Archbishop Edwin F. O'Brien, spiritual leader of the area's half million Catholics, is asking parishes to take up a special collection this weekend for Haiti. In a letter Wednesday, O'Brien also asked for prayers for the suffering and the dead, including Archbishop Serge Milot of Port-au-Prince.

The Archdiocese of Baltimore helps to fund schools and feed children in its sister diocese of Gonaïves, 75 miles north of Port-au-Prince. Dr. Rodrigue Mortel, who manages the Haiti Outreach Project for the archdiocese, spoke with his sister in the port town of Saint-Marc, midway between Port-au-Prince and Gonaïves, shortly after the earthquake.

"I could hear people screaming," said Mortel, director of the archdiocese's missions office. "Everybody was in the street. There was panic."

Mortel said the students at the three schools the archdiocese supports in Gonaïves and Saint-Marc were safe. A surgeon, he was planning to join a Catholic Relief Services team headed to the island.
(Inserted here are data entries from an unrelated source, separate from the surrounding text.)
//! io_uring ring facade
//!
//! Wraps the kernel submission/completion ring behind `CommandRing`. The
//! facade owns feature selection (SQPOLL, IOPOLL, single-issuer, deferred
//! task-run), wide-SQE setup for passthrough, and the fixed-file /
//! fixed-buffer registration that takes fd lookups and page-table walks off
//! the hot path.
//!
//! # Ring shapes
//!
//! Direct mode runs a normal 64-byte-SQE ring and uses the fixed-buffer
//! read/write opcodes. Passthrough needs the 128-byte SQE / 32-byte CQE
//! ring so each entry can embed a `struct nvme_uring_cmd`. The two shapes
//! never mix on one ring, so they are separate enum variants here.
//!
//! # Requirements
//!
//! - Linux 6.1+ for DEFER_TASKRUN (the interrupt-driven default)
//! - Linux 5.19+ for NVMe passthrough via IORING_OP_URING_CMD

use super::nvme::{NvmeUringCmd, NVME_URING_CMD_IO};
use super::{CommandRing, Completion, IoRequest, OpKind};
use crate::config::{Config, IoMode, SubmitMode};
use crate::util::buffer::BufferPool;
use crate::Result;
use anyhow::{anyhow, bail, Context};
use io_uring::{cqueue, opcode, squeue, types, Builder, IoUring, Submitter};
use std::os::unix::io::RawFd;

/// Idle grace before the SQPOLL kernel thread goes to sleep
const SQPOLL_IDLE_MS: u32 = 2000;

/// Resolved ring feature selection
///
/// IOPOLL and DEFER_TASKRUN are mutually exclusive, so the deferred
/// task-run hint is only set on interrupt-driven rings.
#[derive(Debug, Clone, Copy, PartialEq, Eq)]
pub struct SetupFlags {
    pub single_issuer: bool,
    pub defer_taskrun: bool,
    pub iopoll: bool,
    pub sqpoll_idle_ms: Option<u32>,
}

impl SetupFlags {
    /// Map the submit/completion disciplines onto ring setup flags
    pub fn select(submit_mode: SubmitMode, iopoll: bool) -> SetupFlags {
        match submit_mode {
            SubmitMode::SubmitAndWait | SubmitMode::SplitSubmitWait => SetupFlags {
                single_issuer: true,
                defer_taskrun: !iopoll,
                iopoll,
                sqpoll_idle_ms: None,
            },
            SubmitMode::SqPoll => SetupFlags {
                single_issuer: true,
                defer_taskrun: false,
                iopoll,
                sqpoll_idle_ms: Some(SQPOLL_IDLE_MS),
            },
        }
    }

    fn apply<S, C>(&self, builder: &mut Builder<S, C>)
    where
        S: squeue::EntryMarker,
        C: cqueue::EntryMarker,
    {
        if self.single_issuer {
            builder.setup_single_issuer();
        }
        if self.defer_taskrun {
            builder.setup_defer_taskrun();
        }
        if self.iopoll {
            builder.setup_iopoll();
        }
        if let Some(idle) = self.sqpoll_idle_ms {
            builder.setup_sqpoll(idle);
        }
    }
}

// The four submission shapes. Every entry targets fixed file 0 and carries
// the slot index as user-data.

fn read_direct(offset: u64, len: u32, buf_index: u16, buf_ptr: *mut u8, tag: u64) -> squeue::Entry {
    opcode::ReadFixed::new(types::Fixed(0), buf_ptr, len, buf_index)
        .offset(offset)
        .build()
        .user_data(tag)
}

fn write_direct(offset: u64, len: u32, buf_index: u16, buf_ptr: *const u8, tag: u64) -> squeue::Entry {
    opcode::WriteFixed::new(types::Fixed(0), buf_ptr, len, buf_index)
        .offset(offset)
        .build()
        .user_data(tag)
}

fn read_passthrough(
    nsid: u32,
    lba: u64,
    blocks: u32,
    buf_addr: u64,
    data_len: u32,
    tag: u64,
) -> squeue::Entry128 {
    let cmd = NvmeUringCmd::read(nsid, lba, blocks, buf_addr, data_len);
    opcode::UringCmd80::new(types::Fixed(0), NVME_URING_CMD_IO)
        .cmd(cmd.to_bytes())
        .build()
        .user_data(tag)
}

fn write_passthrough(
    nsid: u32,
    lba: u64,
    blocks: u32,
    buf_addr: u64,
    data_len: u32,
    tag: u64,
) -> squeue::Entry128 {
    let cmd = NvmeUringCmd::write(nsid, lba, blocks, buf_addr, data_len);
    opcode::UringCmd80::new(types::Fixed(0), NVME_URING_CMD_IO)
        .cmd(cmd.to_bytes())
        .build()
        .user_data(tag)
}

enum RingKind {
    Direct(IoUring<squeue::Entry, cqueue::Entry>),
    Passthrough(IoUring<squeue::Entry128, cqueue::Entry32>),
}

/// io_uring-backed `CommandRing`
pub struct UringRing {
    ring: RingKind,
    submit_mode: SubmitMode,
    nsid: u32,
    registered_buffers: bool,
}

impl UringRing {
    /// Build a ring of capacity `config.iodepth` and register resources
    ///
    /// The device fd becomes fixed file 0. In direct mode the pool is also
    /// registered as the fixed-buffer set; passthrough commands carry raw
    /// addresses, so there registration would buy nothing.
    ///
    /// The pool must stay alive until this ring is dropped: registration
    /// hands the kernel the buffer addresses.
    pub fn new(config: &Config, fd: RawFd, nsid: u32, pool: &BufferPool) -> Result<UringRing> {
        let flags = SetupFlags::select(config.submit_mode, config.iopoll);

        let (ring, registered_buffers) = match config.io_mode {
            IoMode::Direct => {
                let mut builder = IoUring::<squeue::Entry, cqueue::Entry>::builder();
                flags.apply(&mut builder);
                let ring = builder
                    .build(config.iodepth)
                    .context("Failed to create io_uring instance")?;

                ring.submitter()
                    .register_files(&[fd])
                    .context("Failed to register fixed file")?;

                let iovecs = pool.iovecs();
                // Safety: the iovecs point into the pool, which the caller
                // keeps alive for the lifetime of the ring.
                unsafe { ring.submitter().register_buffers(&iovecs) }
                    .context("Failed to register fixed buffers")?;

                (RingKind::Direct(ring), true)
            }
            IoMode::Passthrough => {
                let mut builder = IoUring::<squeue::Entry128, cqueue::Entry32>::builder();
                flags.apply(&mut builder);
                let ring = builder
                    .build(config.iodepth)
                    .context("Failed to create io_uring instance")?;

                ring.submitter()
                    .register_files(&[fd])
                    .context("Failed to register fixed file")?;

                (RingKind::Passthrough(ring), false)
            }
        };

        Ok(UringRing {
            ring,
            submit_mode: config.submit_mode,
            nsid,
            registered_buffers,
        })
    }

    fn submitter(&self) -> Submitter<'_> {
        match &self.ring {
            RingKind::Direct(ring) => ring.submitter(),
            RingKind::Passthrough(ring) => ring.submitter(),
        }
    }
}

/// Submit pending entries, retrying on EAGAIN
///
/// EAGAIN means the kernel was momentarily unable to take the batch; every
/// other submit error is fatal because the benchmark cannot continue on a
/// degraded ring.
fn submit_retry(submitter: &Submitter<'_>) -> Result<usize> {
    loop {
        match submitter.submit() {
            Ok(n) => return Ok(n),
            Err(e) if e.raw_os_error() == Some(libc::EAGAIN) => continue,
            Err(e) => return Err(e).context("io_uring submit failed"),
        }
    }
}

fn submit_and_wait_retry(submitter: &Submitter<'_>, want: usize) -> Result<usize> {
    loop {
        match submitter.submit_and_wait(want) {
            Ok(n) => return Ok(n),
            Err(e) if e.raw_os_error() == Some(libc::EAGAIN) => continue,
            Err(e) => return Err(e).context("io_uring submit-and-wait failed"),
        }
    }
}

/// Block until at least one completion is ready, per discipline
fn enter(submitter: &Submitter<'_>, mode: SubmitMode) -> Result<()> {
    match mode {
        SubmitMode::SubmitAndWait => {
            // One syscall submits pending entries and waits
            submit_and_wait_retry(submitter, 1)?;
        }
        SubmitMode::SplitSubmitWait => {
            // Submit first; the wait call then finds an empty SQ and blocks
            submit_retry(submitter)?;
            submit_and_wait_retry(submitter, 1)?;
        }
        SubmitMode::SqPoll => {
            // Tail flush: no syscall while the poller thread is awake, a
            // wakeup (and memory barrier) when it has gone idle
            submit_retry(submitter)?;
            submit_and_wait_retry(submitter, 1)?;
        }
    }
    Ok(())
}

impl CommandRing for UringRing {
    fn push(&mut self, req: &IoRequest, tag: u64) -> Result<()> {
        let nsid = self.nsid;
        match (&mut self.ring, req) {
            (
                RingKind::Direct(ring),
                IoRequest::Direct {
                    kind,
                    offset,
                    len,
                    buf_index,
                    buf_ptr,
                },
            ) => {
                let entry = match kind {
                    OpKind::Read => read_direct(*offset, *len, *buf_index, *buf_ptr, tag),
                    OpKind::Write => write_direct(*offset, *len, *buf_index, *buf_ptr, tag),
                };
                // Safety: the entry references a pool buffer that stays
                // valid until the completion for this tag is reaped.
                unsafe { ring.submission().push(&entry) }
                    .map_err(|_| anyhow!("submission queue full: queue depth invariant violated"))?;
            }
            (
                RingKind::Passthrough(ring),
                IoRequest::Passthrough {
                    kind,
                    lba,
                    blocks,
                    buf_addr,
                    data_len,
                },
            ) => {
                let entry = match kind {
                    OpKind::Read => read_passthrough(nsid, *lba, *blocks, *buf_addr, *data_len, tag),
                    OpKind::Write => {
                        write_passthrough(nsid, *lba, *blocks, *buf_addr, *data_len, tag)
                    }
                };
                unsafe { ring.submission().push(&entry) }
                    .map_err(|_| anyhow!("submission queue full: queue depth invariant violated"))?;
            }
            _ => bail!("request shape does not match ring mode"),
        }
        Ok(())
    }

    fn flush(&mut self) -> Result<()> {
        submit_retry(&self.submitter())?;
        Ok(())
    }

    fn wait(&mut self, out: &mut Vec<Completion>) -> Result<()> {
        match &mut self.ring {
            RingKind::Direct(ring) => {
                enter(&ring.submitter(), self.submit_mode)?;
                for cqe in ring.completion() {
                    out.push(Completion {
                        tag: cqe.user_data(),
                        result: cqe.result(),
                    });
                }
            }
            RingKind::Passthrough(ring) => {
                enter(&ring.submitter(), self.submit_mode)?;
                for cqe in ring.completion() {
                    out.push(Completion {
                        tag: cqe.user_data(),
                        result: cqe.result(),
                    });
                }
            }
        }
        Ok(())
    }
}

impl Drop for UringRing {
    fn drop(&mut self) {
        // Teardown order: unregister before the ring itself closes
        let submitter = self.submitter();
        if self.registered_buffers {
            let _ = submitter.unregister_buffers();
        }
        let _ = submitter.unregister_files();
    }
}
"Haiti is not equipped to handle any disaster," Mortel said. "It is extremely poor economically. There is no organized disaster relief in the country."

Difficult recovery ahead

Dr. Christina Catlett knows first-hand the hardships people in Haiti face on a daily basis, having co-led three medical missions to the impoverished nation. When asked to sum up what Haiti must be enduring following Tuesday's devastating earthquake, the Johns Hopkins emergency physician struggled to fight back tears.

"Every time I come out from a mission in Haiti I cry for a week," she said. "It is a country with such significant economic issues and health issues that it doesn't seem fair to have this superimposed disaster on top of it."